* [PROBLEM TO SOLVE] Copy every line of the data that contains the string "SearchStep".

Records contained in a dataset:
=== Section Start ===

use crate::{
	Result,
	db::Db,
	models::{SearchSession, SearchStep, StepFilters},
};

/// A step resolves to exactly one of these; attaching to an occupied slot
/// forks the step instead of overwriting it.
#[derive(Debug, Clone, Copy, PartialEq, Eq)]
pub enum ResolutionSlot {
	Case,
	Job,
	Talent,
}
impl ResolutionSlot {
	pub fn column(&self) -> &'static str {
		match self {
			Self::Case => "case_id",
			Self::Job => "job_id",
			Self::Talent => "talent_id",
		}
	}
}

pub async fn insert_search(db: &Db, search_mode: i32) -> Result<i32> {
	let search_id: i32 = sqlx::query_scalar(
		"\
INSERT INTO t_search (user_id, search_mode)
VALUES (NULL, $1)
RETURNING search_id",
	)
	.bind(search_mode)
	.fetch_one(&db.pool)
	.await?;

	Ok(search_id)
}

pub async fn get_search(db: &Db, search_id: i32) -> Result<SearchSession> {
	sqlx::query_as::<_, SearchSession>(
		"\
SELECT search_id, user_id, search_mode, searched_at
FROM t_search
WHERE search_id = $1",
	)
	.bind(search_id)
	.fetch_optional(&db.pool)
	.await?
	.ok_or_else(|| crate::Error::NotFound(format!("t_search {search_id}")))
}

/// Appends a step with the next `search_id_sub` for the session. The parent
/// row is locked for the duration of the transaction so concurrent appends
/// cannot mint the same sub id.
pub async fn insert_step(db: &Db, search_id: i32, filters: &StepFilters) -> Result<i32> {
	let mut tx = db.pool.begin().await?;

	lock_session(&mut tx, search_id).await?;

	let sub: i32 = sqlx::query_scalar(
		"\
SELECT COALESCE(MAX(search_id_sub), 0) + 1
FROM d_search
WHERE search_id = $1",
	)
	.bind(search_id)
	.fetch_one(&mut *tx)
	.await?;

	sqlx::query(
		"\
INSERT INTO d_search (
	search_id,
	search_id_sub,
	industry_id,
	company_size_id,
	department_id,
	theme_id,
	case_id,
	job_id,
	talent_id
)
VALUES ($1, $2, $3, $4, $5, $6, NULL, NULL, NULL)",
	)
	.bind(search_id)
	.bind(sub)
	.bind(filters.industry_id)
	.bind(filters.company_size_id)
	.bind(filters.department_id)
	.bind(filters.theme_id)
	.execute(&mut *tx)
	.await?;

	tx.commit().await?;

	Ok(sub)
}

pub async fn get_step(db: &Db, search_id: i32, search_id_sub: i32) -> Result<SearchStep> {
	sqlx::query_as::<_, SearchStep>(
		"\
SELECT
	search_id,
	search_id_sub,
	industry_id,
	company_size_id,
	department_id,
	theme_id,
	case_id,
	job_id,
	talent_id,
	searched_at
FROM d_search
WHERE search_id = $1
	AND search_id_sub = $2",
	)
	.bind(search_id)
	.bind(search_id_sub)
	.fetch_optional(&db.pool)
	.await?
	.ok_or_else(|| crate::Error::NotFound(format!("d_search ({search_id}, {search_id_sub})")))
}

/// Fills the step's resolution slot. An empty slot is updated in place and
/// the same sub id comes back; an occupied slot forks a new step that
/// copies the filters and the other slots, and the new sub id comes back.
pub async fn attach_resolution(
	db: &Db,
	search_id: i32,
	search_id_sub: i32,
	slot: ResolutionSlot,
	id: i32,
) -> Result<i32> {
	let mut tx = db.pool.begin().await?;

	lock_session(&mut tx, search_id).await?;

	let step = sqlx::query_as::<_, SearchStep>(
		"\
SELECT
	search_id,
	search_id_sub,
	industry_id,
	company_size_id,
	department_id,
	theme_id,
	case_id,
	job_id,
	talent_id,
	searched_at
FROM d_search
WHERE search_id = $1
	AND search_id_sub = $2",
	)
	.bind(search_id)
	.bind(search_id_sub)
	.fetch_optional(&mut *tx)
	.await?
	.ok_or_else(|| crate::Error::NotFound(format!("d_search ({search_id}, {search_id_sub})")))?;
	let occupied = match slot {
		ResolutionSlot::Case => step.case_id.is_some(),
		ResolutionSlot::Job => step.job_id.is_some(),
		ResolutionSlot::Talent => step.talent_id.is_some(),
	};
	let result_sub = if occupied {
		let sub: i32 = sqlx::query_scalar(
			"\
SELECT COALESCE(MAX(search_id_sub), 0) + 1
FROM d_search
WHERE search_id = $1",
		)
		.bind(search_id)
		.fetch_one(&mut *tx)
		.await?;
		let (case_id, job_id, talent_id) = forked_slots(&step, slot, id);

		sqlx::query(
			"\
INSERT INTO d_search (
	search_id,
	search_id_sub,
	industry_id,
	company_size_id,
	department_id,
	theme_id,
	case_id,
	job_id,
	talent_id
)
VALUES ($1, $2, $3, $4, $5, $6, $7, $8, $9)",
		)
		.bind(search_id)
		.bind(sub)
		.bind(step.industry_id)
		.bind(step.company_size_id)
		.bind(step.department_id)
		.bind(step.theme_id)
		.bind(case_id)
		.bind(job_id)
		.bind(talent_id)
		.execute(&mut *tx)
		.await?;

		sub
	} else {
		let sql = format!(
			"\
UPDATE d_search
SET {column} = $1
WHERE search_id = $2
	AND search_id_sub = $3",
			column = slot.column(),
		);

		sqlx::query(&sql)
			.bind(id)
			.bind(search_id)
			.bind(search_id_sub)
			.execute(&mut *tx)
			.await?;

		search_id_sub
	};

	tx.commit().await?;

	Ok(result_sub)
}

pub async fn set_search_user(db: &Db, search_id: i32, user_id: i32) -> Result<()> {
	let affected = sqlx::query(
		"\
UPDATE t_search
SET user_id = $1
WHERE search_id = $2",
	)
	.bind(user_id)
	.bind(search_id)
	.execute(&db.pool)
	.await?
	.rows_affected();

	if affected == 0 {
		return Err(crate::Error::NotFound(format!("t_search {search_id}")));
	}

	Ok(())
}

async fn lock_session(
	tx: &mut sqlx::Transaction<'_, sqlx::Postgres>,
	search_id: i32,
) -> Result<()> {
	sqlx::query_scalar::<_, i32>(
		"\
SELECT search_id
FROM t_search
WHERE search_id = $1
FOR UPDATE",
	)
	.bind(search_id)
	.fetch_optional(&mut **tx)
	.await?
	.ok_or_else(|| crate::Error::NotFound(format!("t_search {search_id}")))?;

	Ok(())
}

fn forked_slots(
	step: &SearchStep,
	slot: ResolutionSlot,
	id: i32,
) -> (Option<i32>, Option<i32>, Option<i32>) {
	match slot {
		ResolutionSlot::Case => (Some(id), step.job_id, step.talent_id),
		ResolutionSlot::Job => (step.case_id, Some(id), step.talent_id),
		ResolutionSlot::Talent => (step.case_id, step.job_id, Some(id)),
	}
}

=== Section End ===

* [ANSWER FOR THE TASK]
	models::{SearchSession, SearchStep, StepFilters},
pub async fn get_step(db: &Db, search_id: i32, search_id_sub: i32) -> Result<SearchStep> {
	sqlx::query_as::<_, SearchStep>(
	let step = sqlx::query_as::<_, SearchStep>(
	step: &SearchStep,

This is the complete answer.